Shaun juga udah hampir nyampe. Nafasnya sudah ngos-ngosan, tapi kemudian aku mendengar suara aneh diluar.

"ddrrrrzzzz!"

“Eh, apa itu?” Terdengar seperti suara air mengalir, pasti ada yang membuka kran. Shaun tak menggubris pertanyaanku. Ia masih aja memompa. Sementara itu aku terus berkonsentrasi mencari dengar, kayaknya terdengar suara seperti orang mencuci piring. Astaga, ada orang diluar.

“Shaun… tunggu dulu. Ada orang diluar!” Aku menahan dadanya.

“Itu Olyvia, gadis yang disuruh Naya jemput. ia mau nginap di sini malam ini.” Kata Shaun menjelaskan.

“Jadi kamu pergi jemput orang tadi?” Aku kira hanya barang yang dititip.

“Iya…katanya teman dari Naya"

“Apa mereka dengar kita tadi?” Aku jadi gugup.

“Udah dong, jangan bikin kentang lagi…”

“Kamu kan suka kentang goreng?” Aku malah bercanda. Tapi kali ini ingin berkonsentrasi lagi di permainan Shaun.

“Virgin, ayolah, udah dua kali aku dikentangi.”

——

Setelah mendapatkan irama kembali, segala sesuatu jadi lebih mudah.

Kali ini aku gak perduli lagi kalo ada orang di luar. Tadi ada sempat dengar suara pintu dibuka, tapi aku gak peduli lagi. Palingan Naya yang pulang… aku terus main lepas, gak malu-malu lagi menjerit dan mendesah. Aku sudah sangat dekat….

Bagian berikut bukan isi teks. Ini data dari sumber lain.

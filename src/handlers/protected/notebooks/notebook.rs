use axum::{
    extract::{rejection::JsonRejection, Path, State},
    Extension, Json,
};
use serde_json::Value;

use super::collection::NotebookBody;
use crate::app::AppState;
use crate::database::models::Notebook;
use crate::handlers::protected::utils::{parse_uuid, validate_name};
use crate::middleware::{ApiResponse, ApiResult, AuthUser};
use crate::services::NotebookPage;

/// GET /api/notebooks/:id - Notebook page with a card per note
pub async fn get(
    State(state): State<AppState>,
    Extension(user): Extension<AuthUser>,
    Path(id): Path<String>,
) -> ApiResult<NotebookPage> {
    let notebook_id = parse_uuid("id", &id)?;
    let detail = state.store.get_notebook_by_id(user.user_id, notebook_id).await?;
    Ok(ApiResponse::success(NotebookPage::new(
        detail,
        state.config.document.preview_length,
    )))
}

/// PATCH /api/notebooks/:id - Rename a notebook
pub async fn patch(
    State(state): State<AppState>,
    Extension(user): Extension<AuthUser>,
    Path(id): Path<String>,
    payload: Result<Json<NotebookBody>, JsonRejection>,
) -> ApiResult<Notebook> {
    let notebook_id = parse_uuid("id", &id)?;
    let Json(body) = payload?;
    let name = validate_name("name", body.name.as_deref())?;

    let notebook = state
        .store
        .update_notebook(user.user_id, notebook_id, &name)
        .await?;
    Ok(ApiResponse::success(notebook))
}

/// DELETE /api/notebooks/:id - Delete a notebook and all of its notes
pub async fn delete(
    State(state): State<AppState>,
    Extension(user): Extension<AuthUser>,
    Path(id): Path<String>,
) -> ApiResult<Value> {
    let notebook_id = parse_uuid("id", &id)?;
    state.store.delete_notebook(user.user_id, notebook_id).await?;
    tracing::info!(%notebook_id, user_id = %user.user_id, "Notebook deleted");
    Ok(ApiResponse::deleted(notebook_id))
}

Shaun memang jago membahagiakan wanita, gerakannya mantap. Walau pinggulku sudah terangkat tinggi menahan geli, kontol garang itu terus mengejar… memompa dan menusuk dalam… Aku hanya bisa menyerah pasrah, siap mendapatkan orgasmeku…

“Dickhead… terus, tusuk terus…aahhh! Sirami rahim aku… ahhhhh” Aku malah menjerit minta dientot…

“Yah… terus Dickhead… aku dapat…ohhh!” Suaraku makin vulgar aja. Tapi aku gak pusing lagi, tubuhku sudah berkelojotan…. dan mengedan dengan kuat.

“Aaaaarrrrggggghhhhhhhh!” Liang rahimku jadi basah kuyup mengantar orgasme… Shaun memang jagonya membuat cewek bahagia. Aku memeluk cowok itu kuat-kuat dan menciumi bibirnya dengan sengenap tenaga. Tak lama kemudian tubuhku terhempas pasrah ke ranjang sambil merem nikmat.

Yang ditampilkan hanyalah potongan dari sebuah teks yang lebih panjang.